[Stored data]
☆ ☆ ☆ ☆ ☆

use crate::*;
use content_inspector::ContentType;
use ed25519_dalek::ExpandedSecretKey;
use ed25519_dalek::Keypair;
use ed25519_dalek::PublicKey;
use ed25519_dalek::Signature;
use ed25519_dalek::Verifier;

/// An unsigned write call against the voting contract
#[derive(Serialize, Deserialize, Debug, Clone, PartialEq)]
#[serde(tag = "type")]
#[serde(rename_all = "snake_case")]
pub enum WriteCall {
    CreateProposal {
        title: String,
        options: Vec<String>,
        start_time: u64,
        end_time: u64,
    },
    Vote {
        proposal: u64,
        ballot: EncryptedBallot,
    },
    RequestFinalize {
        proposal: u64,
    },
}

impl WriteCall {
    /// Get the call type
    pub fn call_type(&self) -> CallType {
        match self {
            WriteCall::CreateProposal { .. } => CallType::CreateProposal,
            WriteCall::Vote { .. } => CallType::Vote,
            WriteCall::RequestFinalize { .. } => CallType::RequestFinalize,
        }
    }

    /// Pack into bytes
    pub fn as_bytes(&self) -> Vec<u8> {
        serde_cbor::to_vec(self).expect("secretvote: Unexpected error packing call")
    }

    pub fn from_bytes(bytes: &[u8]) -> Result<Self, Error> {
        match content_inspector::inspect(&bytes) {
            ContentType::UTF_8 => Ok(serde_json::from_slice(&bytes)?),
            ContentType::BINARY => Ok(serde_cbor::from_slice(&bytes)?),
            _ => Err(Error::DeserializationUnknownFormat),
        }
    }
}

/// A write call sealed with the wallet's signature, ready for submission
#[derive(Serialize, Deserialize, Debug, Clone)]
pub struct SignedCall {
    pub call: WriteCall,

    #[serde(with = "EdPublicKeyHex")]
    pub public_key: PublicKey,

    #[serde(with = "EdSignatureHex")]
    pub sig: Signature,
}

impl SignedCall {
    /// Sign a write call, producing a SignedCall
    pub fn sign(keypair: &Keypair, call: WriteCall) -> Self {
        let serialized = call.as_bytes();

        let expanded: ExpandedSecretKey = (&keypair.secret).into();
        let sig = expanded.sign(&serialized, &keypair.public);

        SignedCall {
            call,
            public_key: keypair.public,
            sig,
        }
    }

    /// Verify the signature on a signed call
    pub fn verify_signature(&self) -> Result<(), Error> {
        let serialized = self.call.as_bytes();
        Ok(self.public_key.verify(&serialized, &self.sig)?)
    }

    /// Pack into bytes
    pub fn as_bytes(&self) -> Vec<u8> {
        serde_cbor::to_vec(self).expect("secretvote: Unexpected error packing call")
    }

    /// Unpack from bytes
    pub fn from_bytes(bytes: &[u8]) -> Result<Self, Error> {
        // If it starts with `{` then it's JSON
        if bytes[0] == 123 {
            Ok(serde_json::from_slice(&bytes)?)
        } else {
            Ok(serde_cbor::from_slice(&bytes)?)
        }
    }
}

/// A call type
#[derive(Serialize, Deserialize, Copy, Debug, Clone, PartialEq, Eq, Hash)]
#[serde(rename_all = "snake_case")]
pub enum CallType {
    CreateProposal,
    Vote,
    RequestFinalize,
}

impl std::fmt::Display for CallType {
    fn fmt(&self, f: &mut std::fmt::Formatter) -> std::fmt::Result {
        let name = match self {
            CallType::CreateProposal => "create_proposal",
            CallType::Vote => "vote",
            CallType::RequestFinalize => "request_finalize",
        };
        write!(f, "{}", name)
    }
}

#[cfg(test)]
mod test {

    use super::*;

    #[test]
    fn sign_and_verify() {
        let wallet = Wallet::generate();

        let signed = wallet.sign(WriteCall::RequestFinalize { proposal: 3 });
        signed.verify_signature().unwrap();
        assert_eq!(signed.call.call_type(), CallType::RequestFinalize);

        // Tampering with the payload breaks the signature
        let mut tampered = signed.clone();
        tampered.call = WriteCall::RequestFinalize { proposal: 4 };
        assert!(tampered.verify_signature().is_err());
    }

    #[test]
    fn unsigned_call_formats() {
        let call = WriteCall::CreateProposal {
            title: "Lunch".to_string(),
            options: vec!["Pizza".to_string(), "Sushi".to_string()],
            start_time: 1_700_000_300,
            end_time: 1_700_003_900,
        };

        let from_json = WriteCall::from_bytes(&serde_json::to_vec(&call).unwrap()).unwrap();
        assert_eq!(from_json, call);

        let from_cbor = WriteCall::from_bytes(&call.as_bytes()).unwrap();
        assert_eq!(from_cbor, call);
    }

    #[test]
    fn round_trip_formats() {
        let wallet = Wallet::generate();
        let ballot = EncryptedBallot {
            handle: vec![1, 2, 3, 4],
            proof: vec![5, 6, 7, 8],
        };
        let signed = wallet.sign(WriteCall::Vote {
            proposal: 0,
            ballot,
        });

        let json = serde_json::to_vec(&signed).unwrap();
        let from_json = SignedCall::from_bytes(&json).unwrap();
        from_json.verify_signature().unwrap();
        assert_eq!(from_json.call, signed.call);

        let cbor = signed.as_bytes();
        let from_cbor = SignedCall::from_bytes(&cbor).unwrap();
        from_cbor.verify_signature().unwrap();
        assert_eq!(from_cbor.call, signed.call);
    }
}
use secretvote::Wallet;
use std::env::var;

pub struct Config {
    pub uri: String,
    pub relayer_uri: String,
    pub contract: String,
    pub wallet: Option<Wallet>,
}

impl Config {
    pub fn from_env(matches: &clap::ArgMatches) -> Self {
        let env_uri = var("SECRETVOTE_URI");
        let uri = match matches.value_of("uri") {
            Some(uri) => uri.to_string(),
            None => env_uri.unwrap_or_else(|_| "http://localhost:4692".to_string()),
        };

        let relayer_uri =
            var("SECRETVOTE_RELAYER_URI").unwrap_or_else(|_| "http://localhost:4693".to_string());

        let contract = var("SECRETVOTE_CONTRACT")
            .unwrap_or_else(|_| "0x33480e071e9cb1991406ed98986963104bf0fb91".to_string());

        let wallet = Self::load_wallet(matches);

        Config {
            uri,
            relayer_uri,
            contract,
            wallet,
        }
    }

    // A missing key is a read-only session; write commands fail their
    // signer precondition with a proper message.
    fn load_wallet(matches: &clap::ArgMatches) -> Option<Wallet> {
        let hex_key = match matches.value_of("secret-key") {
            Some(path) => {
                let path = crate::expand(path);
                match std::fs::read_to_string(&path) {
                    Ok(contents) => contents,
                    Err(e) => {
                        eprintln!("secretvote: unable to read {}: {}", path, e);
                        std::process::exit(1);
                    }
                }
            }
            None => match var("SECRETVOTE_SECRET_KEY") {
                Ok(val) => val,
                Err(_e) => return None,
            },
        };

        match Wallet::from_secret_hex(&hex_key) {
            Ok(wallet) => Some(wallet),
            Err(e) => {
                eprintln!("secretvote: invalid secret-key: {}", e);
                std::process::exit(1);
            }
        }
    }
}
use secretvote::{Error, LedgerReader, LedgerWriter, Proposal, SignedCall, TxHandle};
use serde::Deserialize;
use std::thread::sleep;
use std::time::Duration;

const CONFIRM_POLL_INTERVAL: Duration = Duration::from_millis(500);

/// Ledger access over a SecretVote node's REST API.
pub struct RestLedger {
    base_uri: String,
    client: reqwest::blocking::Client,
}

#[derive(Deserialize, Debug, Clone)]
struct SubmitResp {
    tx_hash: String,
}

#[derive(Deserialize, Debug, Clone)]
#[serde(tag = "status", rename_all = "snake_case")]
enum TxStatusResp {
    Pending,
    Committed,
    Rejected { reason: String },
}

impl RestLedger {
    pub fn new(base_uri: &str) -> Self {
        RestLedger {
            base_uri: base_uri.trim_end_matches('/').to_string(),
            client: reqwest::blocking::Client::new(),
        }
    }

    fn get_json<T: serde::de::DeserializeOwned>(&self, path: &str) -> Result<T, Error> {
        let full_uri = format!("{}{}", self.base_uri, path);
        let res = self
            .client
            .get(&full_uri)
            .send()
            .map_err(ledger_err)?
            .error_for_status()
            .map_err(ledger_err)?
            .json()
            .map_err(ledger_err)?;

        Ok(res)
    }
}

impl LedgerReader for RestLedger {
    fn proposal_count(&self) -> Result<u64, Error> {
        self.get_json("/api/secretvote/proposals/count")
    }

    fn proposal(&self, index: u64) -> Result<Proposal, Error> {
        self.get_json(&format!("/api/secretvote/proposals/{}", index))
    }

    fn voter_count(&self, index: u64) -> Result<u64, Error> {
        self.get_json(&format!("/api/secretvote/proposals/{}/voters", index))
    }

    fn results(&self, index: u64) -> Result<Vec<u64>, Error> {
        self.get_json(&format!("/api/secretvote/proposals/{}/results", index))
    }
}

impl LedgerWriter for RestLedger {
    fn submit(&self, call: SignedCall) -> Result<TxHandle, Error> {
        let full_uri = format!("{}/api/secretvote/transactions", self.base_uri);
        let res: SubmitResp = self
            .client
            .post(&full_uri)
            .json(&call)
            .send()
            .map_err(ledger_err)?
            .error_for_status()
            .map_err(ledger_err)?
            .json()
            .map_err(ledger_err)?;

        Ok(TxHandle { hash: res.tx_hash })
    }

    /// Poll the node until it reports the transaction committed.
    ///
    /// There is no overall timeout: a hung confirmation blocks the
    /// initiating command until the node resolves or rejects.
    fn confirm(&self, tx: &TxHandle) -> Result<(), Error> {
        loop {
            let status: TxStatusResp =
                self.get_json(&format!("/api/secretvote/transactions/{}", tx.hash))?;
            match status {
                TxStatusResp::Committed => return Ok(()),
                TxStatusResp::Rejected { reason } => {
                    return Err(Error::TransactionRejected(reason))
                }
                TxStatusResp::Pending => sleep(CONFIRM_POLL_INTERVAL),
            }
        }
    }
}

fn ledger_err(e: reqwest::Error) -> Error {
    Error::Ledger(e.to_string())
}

☆ ☆ ☆ ☆ ☆

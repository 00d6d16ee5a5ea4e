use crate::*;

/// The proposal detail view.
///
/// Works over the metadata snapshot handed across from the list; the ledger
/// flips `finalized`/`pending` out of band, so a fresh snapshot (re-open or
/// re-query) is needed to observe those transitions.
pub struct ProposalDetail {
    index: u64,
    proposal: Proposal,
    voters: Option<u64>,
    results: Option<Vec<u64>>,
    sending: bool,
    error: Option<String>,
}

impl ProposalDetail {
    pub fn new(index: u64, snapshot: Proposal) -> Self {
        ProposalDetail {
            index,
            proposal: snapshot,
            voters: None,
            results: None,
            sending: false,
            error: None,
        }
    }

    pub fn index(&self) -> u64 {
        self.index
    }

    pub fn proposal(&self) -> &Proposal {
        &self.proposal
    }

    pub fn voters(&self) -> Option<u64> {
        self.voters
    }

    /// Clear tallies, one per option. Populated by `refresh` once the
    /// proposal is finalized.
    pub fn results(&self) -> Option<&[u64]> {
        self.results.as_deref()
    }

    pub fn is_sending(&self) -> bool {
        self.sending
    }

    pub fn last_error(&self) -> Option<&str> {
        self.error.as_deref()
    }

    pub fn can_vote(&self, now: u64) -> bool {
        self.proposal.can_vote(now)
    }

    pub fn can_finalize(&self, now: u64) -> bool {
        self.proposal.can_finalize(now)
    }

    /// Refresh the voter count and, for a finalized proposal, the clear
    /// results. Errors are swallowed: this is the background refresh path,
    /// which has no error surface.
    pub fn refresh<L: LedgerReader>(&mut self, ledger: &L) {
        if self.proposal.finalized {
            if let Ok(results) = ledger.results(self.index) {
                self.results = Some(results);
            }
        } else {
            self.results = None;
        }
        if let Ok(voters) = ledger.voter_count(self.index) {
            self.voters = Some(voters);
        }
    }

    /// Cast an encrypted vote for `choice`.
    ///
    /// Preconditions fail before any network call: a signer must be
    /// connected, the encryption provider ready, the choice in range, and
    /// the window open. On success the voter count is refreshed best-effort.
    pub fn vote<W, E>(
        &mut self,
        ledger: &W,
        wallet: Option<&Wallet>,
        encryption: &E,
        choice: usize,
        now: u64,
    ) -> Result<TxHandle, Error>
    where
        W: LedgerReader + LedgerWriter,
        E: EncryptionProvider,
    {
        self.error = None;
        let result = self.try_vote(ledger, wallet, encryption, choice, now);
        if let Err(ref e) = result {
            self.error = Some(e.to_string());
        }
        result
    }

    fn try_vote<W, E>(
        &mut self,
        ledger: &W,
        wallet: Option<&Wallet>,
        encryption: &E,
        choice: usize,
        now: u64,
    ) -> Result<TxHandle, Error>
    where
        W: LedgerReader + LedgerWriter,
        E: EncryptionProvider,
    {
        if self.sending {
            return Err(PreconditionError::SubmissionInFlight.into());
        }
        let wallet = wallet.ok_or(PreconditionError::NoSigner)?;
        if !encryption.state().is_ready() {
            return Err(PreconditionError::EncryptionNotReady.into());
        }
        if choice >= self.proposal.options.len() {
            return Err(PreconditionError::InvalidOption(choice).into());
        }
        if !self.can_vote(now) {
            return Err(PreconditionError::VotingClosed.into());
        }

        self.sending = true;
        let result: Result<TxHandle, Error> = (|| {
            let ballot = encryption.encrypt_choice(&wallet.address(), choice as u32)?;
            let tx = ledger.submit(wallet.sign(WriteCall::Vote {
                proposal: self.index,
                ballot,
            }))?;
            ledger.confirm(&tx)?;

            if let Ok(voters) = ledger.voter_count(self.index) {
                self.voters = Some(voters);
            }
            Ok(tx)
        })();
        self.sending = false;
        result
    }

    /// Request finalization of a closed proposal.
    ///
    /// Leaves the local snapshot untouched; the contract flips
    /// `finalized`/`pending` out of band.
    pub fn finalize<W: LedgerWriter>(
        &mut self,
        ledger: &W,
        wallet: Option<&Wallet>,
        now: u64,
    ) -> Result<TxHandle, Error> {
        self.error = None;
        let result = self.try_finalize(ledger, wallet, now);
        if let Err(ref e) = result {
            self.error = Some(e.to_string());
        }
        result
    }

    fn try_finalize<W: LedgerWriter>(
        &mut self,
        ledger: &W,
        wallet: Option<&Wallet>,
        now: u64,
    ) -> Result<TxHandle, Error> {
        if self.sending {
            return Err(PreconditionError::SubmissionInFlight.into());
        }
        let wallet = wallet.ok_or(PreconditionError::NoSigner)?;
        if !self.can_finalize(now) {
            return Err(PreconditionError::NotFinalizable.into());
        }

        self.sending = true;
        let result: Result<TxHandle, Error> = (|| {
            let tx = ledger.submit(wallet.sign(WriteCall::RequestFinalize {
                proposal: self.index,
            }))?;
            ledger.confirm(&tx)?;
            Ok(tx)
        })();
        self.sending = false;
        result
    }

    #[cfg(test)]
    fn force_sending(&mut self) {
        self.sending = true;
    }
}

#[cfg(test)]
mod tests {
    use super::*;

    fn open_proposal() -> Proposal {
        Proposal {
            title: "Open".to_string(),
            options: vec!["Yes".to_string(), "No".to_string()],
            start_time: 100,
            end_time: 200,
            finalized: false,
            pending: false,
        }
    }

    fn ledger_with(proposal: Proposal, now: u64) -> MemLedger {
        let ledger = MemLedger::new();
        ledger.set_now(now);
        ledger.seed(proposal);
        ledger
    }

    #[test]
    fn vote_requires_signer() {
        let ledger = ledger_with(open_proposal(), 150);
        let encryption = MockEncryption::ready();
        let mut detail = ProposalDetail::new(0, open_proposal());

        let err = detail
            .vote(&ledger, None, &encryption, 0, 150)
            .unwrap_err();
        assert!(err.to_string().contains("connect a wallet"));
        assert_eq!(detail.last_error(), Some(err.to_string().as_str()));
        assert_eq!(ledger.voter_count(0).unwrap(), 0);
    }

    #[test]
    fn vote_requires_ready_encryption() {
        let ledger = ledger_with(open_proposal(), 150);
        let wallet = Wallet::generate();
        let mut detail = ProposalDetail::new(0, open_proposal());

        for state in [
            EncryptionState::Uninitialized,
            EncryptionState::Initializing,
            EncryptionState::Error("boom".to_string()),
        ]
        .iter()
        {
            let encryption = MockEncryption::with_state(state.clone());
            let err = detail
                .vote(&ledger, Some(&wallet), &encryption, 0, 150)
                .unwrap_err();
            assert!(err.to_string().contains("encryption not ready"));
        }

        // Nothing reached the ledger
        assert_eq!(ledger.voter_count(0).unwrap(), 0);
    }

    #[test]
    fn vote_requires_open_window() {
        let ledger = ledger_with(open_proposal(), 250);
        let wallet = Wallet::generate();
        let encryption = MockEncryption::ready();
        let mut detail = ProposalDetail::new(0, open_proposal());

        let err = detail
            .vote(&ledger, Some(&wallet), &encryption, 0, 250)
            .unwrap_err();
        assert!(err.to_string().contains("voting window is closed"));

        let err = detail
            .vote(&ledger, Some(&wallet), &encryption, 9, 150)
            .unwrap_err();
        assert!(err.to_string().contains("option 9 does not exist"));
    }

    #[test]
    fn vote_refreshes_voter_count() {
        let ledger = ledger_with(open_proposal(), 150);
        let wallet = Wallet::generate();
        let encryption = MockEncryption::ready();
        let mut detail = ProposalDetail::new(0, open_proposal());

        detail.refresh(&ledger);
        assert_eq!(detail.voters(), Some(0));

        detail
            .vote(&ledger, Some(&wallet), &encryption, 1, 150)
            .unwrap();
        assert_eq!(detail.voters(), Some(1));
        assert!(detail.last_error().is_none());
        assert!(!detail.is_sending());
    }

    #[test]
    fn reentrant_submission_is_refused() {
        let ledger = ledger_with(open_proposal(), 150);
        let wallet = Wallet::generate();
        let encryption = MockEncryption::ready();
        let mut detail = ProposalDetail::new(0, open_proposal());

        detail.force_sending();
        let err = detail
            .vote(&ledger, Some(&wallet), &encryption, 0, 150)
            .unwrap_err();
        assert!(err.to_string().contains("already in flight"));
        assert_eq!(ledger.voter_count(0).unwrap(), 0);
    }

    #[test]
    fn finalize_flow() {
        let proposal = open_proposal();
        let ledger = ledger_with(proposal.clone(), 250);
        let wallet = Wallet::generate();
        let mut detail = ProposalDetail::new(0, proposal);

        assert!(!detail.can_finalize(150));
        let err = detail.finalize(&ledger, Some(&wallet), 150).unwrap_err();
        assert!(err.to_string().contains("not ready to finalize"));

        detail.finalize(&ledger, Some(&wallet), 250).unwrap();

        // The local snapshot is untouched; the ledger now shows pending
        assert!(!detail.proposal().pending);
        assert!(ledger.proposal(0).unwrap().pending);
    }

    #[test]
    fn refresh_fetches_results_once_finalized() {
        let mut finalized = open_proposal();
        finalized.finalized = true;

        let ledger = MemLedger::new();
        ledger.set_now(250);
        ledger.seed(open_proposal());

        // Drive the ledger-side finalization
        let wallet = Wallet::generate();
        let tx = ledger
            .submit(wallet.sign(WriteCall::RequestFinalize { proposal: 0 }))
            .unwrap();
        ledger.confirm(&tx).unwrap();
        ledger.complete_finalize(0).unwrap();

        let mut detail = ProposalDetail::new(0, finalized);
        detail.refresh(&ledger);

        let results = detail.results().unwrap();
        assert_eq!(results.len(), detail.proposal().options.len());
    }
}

☆ ☆ ☆ ☆ ☆

--- About this exercise ---
Reply with one number, the count of lines in the records that include the word "impl".

--- Result of the task ---
8